Chaco Canyon Cafe
4759 Brooklyn Ave NE, 522-6966
Mon-Fri 8 am-8 pm, Sat 8 am-4 pm, Sun 10 am- 4 pm; call about monthly dinners.

This is a review of a raw, vegan dinner, so right up front I should say that I am a pro-fire chauvinist. In my mind, cooking was the thing that sparked humanity to walk, no doubt clumsily, from apehood into civilization (and its discontents, but civilization just the same). Don't get me wrong, I'm all for eating raw food--especially fish!--but I just don't bite when it comes to eliminating all cooked foods from a diet.

Why give up on fire in the first place? According to raw foodies, heating food above 118 degrees Fahrenheit destroys essential enzymes that would otherwise make food more digestible; many assert that cooked food is actually toxic to the body, and that by going totally raw one can revert to a simpler and healthier relationship with food, and a more vibrant health. I am particularly embittered on this last claim because I have a good friend who has chosen to "treat" her breast cancer with a raw (not vegan) diet, and things aren't going so great.

The Chaco Canyon Cafe, a little U-District hippie haven, puts out a few raw, vegan dishes every day (alongside very good juice and espresso), and once a month, they host a fancier multi-course, raw, organic, vegan dinner ($16.95 a head), to which I recently dragged Andrew. Despite my prejudice, I am a curious eater, and I wanted to see what the CCC could do with its juicers, blenders, and dehydrators. We walked into the normally super-casual space and found it dressed up a bit, with candlelight and nubby woven napkins that hailed no doubt from a collective in Central America.

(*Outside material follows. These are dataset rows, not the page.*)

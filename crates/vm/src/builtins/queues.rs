//! Methods for the queue type.

use crate::error::{Panic, VmResult};
use crate::objects::{IterKind, PyroIter};
use crate::value::{ObjRef, Value};
use crate::vm::Vm;

pub(crate) fn install(vm: &mut Vm) -> VmResult<()> {
    vm.define_global_fn("$queue", 0, |vm, _args| Ok(Value::Obj(vm.new_queue()?)))?;

    let queue_class = vm.classes.queue;
    vm.define_method(queue_class, "count", 0, queue_count)?;
    vm.define_method(queue_class, "is_empty", 0, queue_is_empty)?;
    vm.define_method(queue_class, "enqueue", 1, queue_enqueue)?;
    vm.define_method(queue_class, "dequeue", 0, queue_dequeue)?;
    vm.define_method(queue_class, "$iter", 0, queue_iter)?;
    Ok(())
}

fn receiver(args: &[Value]) -> VmResult<ObjRef> {
    match args[0] {
        Value::Obj(obj_ref) => Ok(obj_ref),
        _ => Err(Panic::type_error("Invalid receiver.").into()),
    }
}

fn queue_count(vm: &mut Vm, args: &[Value]) -> VmResult<Value> {
    let queue = receiver(args)?;
    Ok(Value::I64(vm.heap.queue(queue).count() as i64))
}

fn queue_is_empty(vm: &mut Vm, args: &[Value]) -> VmResult<Value> {
    let queue = receiver(args)?;
    Ok(Value::Bool(vm.heap.queue(queue).is_empty()))
}

fn queue_enqueue(vm: &mut Vm, args: &[Value]) -> VmResult<Value> {
    let queue = receiver(args)?;
    let before = vm.heap.payload_size(queue);
    vm.heap.queue_mut(queue).enqueue(args[1]);
    vm.heap.resize_tracked(queue, before)?;
    Ok(Value::Null)
}

/// Removes and returns the front value, or an `err` if the queue is
/// empty.
fn queue_dequeue(vm: &mut Vm, args: &[Value]) -> VmResult<Value> {
    let queue = receiver(args)?;
    match vm.heap.queue_mut(queue).dequeue() {
        Some(value) => Ok(value),
        None => Ok(Value::Obj(vm.empty_error())),
    }
}

fn queue_iter(vm: &mut Vm, args: &[Value]) -> VmResult<Value> {
    let queue = receiver(args)?;
    let iter = vm.new_iter(PyroIter::new(queue, IterKind::Queue))?;
    Ok(Value::Obj(iter))
}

Together, Andrew and I are poorly equipped to be eating an entirely raw meal. Owing to a chronic GI problem, he is the only person I know who has been told to cut back on fiber. Too much salad and he'll spend the night groaning about his stomach. On the other hand, I am fine with roughage, but a little bit allergic to certain uncooked vegetables--nothing life-threatening, mind you, but if I eat, say, more than one or two raw peas, I will end up in a sneezing frenzy. (I am sure some raw food enthusiasts would attribute both symptoms to our cooked diet.) Suffice it to say, we ate our meal rather more cautiously than normal.

After a bland teaser salad, out came some clever little crackers made from dehydrated corn and flax seeds. They were full of sweet corn flavor, so much so that they muscled past their passive accompanying dips: an heirloom tomato salsa and an over-sieved, over-limed guacamole. (Why can't a raw food restaurant use a little sea salt, anyway?)

Andrew got some "samosas," two balls of Indian-spiced ground zucchini, carrots, pumpkin seeds, peas, and walnuts, served up with a spoonful of mango paste. Of all raw food, it is this pulped stuff that is the hardest to get used to and the furthest from the food it is supposed to be simulating.

I was wholly pleased with my summery little nest of slivered zucchini "pasta" that came coated with basil pesto and punctuated with nubbins of garlic greens--at least, that is, until my throat started itching (some hidden jicama, I think). Then I had to trade Andrew for a rather joyless "stir fry," a layered dish of spermy-looking quinoa sprouts topped with soy-dipped sunflower seeds, carrot, zucchini, green-papaya slices, and tiny broccoli florets. Its five-spice sauce was in short demand, and in the end, my stir-fry was really just a particularly austere salad.

At dessert, Andrew and I could only poke at cashew-milk and lime sherbet and a gummy cherry carob tart. It seemed strange that dessert would be especially flavor-scarce, given that this has been one of the best fruit summers I can remember. Why not just give us a bowl of berries, or a peach and a knife? For that matter, where were all the herbs, oils, and citrus juices (not to mention salt) that might have perked up the rest of the meal? If raw food makes you feel good, then by all means, eat it. But why not bask in its best flavors? Maybe it's something that a fire-lover like me will never understand.